▸ **Task prompt**
Return all lines below containing the word "crate".

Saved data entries
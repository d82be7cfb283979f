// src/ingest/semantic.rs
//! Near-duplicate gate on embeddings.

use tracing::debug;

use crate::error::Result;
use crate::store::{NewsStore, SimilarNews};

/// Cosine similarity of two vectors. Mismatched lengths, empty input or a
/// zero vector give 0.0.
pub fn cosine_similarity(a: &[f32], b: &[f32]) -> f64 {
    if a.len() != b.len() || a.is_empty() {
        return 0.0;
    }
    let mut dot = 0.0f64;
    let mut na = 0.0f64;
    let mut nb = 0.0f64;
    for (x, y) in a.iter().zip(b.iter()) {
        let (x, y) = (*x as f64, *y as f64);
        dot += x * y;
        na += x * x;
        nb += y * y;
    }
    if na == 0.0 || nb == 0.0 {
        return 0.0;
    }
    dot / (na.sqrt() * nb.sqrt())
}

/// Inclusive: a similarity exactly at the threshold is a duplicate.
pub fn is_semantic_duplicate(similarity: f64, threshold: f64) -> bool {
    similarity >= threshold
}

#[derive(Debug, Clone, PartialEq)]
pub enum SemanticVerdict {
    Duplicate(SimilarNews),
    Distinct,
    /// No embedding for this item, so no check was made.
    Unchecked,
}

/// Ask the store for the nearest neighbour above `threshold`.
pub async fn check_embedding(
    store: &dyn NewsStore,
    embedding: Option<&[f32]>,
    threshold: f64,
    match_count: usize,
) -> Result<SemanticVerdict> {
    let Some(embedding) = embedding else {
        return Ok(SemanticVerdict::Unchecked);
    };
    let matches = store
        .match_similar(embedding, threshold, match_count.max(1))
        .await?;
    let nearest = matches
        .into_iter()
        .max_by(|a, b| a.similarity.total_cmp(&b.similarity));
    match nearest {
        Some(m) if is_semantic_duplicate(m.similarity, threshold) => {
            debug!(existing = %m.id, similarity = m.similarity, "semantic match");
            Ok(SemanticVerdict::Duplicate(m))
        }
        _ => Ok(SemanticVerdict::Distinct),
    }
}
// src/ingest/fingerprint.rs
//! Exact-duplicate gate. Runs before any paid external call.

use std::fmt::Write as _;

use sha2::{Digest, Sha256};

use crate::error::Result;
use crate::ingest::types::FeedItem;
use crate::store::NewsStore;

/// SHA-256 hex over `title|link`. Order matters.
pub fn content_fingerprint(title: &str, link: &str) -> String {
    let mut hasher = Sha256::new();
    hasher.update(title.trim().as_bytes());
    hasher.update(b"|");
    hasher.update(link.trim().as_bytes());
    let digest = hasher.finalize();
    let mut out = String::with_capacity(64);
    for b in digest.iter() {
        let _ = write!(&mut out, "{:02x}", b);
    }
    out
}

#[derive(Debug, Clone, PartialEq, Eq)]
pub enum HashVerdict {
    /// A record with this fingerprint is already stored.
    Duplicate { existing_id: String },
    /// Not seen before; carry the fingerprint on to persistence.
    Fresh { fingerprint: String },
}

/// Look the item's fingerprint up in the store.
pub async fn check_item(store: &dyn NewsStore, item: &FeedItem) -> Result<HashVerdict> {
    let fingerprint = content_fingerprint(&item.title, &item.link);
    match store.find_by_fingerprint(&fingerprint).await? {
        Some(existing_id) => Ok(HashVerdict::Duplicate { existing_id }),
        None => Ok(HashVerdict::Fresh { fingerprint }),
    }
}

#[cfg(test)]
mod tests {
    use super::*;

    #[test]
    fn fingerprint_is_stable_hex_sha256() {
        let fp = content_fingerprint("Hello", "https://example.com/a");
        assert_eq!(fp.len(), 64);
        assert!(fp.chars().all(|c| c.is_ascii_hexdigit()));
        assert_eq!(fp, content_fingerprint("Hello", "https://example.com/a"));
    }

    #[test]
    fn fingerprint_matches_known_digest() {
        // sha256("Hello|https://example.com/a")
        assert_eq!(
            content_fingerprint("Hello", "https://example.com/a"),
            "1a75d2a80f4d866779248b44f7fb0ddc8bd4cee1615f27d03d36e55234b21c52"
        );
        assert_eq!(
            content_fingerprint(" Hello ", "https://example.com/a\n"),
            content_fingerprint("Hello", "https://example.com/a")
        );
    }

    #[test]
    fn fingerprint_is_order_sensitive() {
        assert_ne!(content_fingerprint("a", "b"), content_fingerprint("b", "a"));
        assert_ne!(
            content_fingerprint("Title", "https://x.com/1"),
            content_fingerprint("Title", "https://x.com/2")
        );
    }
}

* * *

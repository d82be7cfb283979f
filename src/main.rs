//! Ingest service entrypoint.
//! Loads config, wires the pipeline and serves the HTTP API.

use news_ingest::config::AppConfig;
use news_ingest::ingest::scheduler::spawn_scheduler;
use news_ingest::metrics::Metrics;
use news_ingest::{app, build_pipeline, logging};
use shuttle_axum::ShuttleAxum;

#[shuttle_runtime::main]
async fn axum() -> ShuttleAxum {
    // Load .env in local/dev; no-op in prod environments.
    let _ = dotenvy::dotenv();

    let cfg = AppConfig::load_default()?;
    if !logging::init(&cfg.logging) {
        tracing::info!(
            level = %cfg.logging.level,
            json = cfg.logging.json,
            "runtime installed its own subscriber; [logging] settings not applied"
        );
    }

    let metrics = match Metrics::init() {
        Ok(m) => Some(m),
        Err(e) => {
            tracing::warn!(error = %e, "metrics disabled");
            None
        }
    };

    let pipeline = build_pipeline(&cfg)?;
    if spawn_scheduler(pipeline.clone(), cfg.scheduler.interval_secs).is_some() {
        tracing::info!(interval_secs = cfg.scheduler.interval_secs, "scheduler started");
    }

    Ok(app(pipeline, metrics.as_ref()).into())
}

▸ **Answer space**
use crate::error::Result;
use crate::store::{NewsStore, SimilarNews};
use crate::error::Result;
use crate::ingest::types::FeedItem;
use crate::store::NewsStore;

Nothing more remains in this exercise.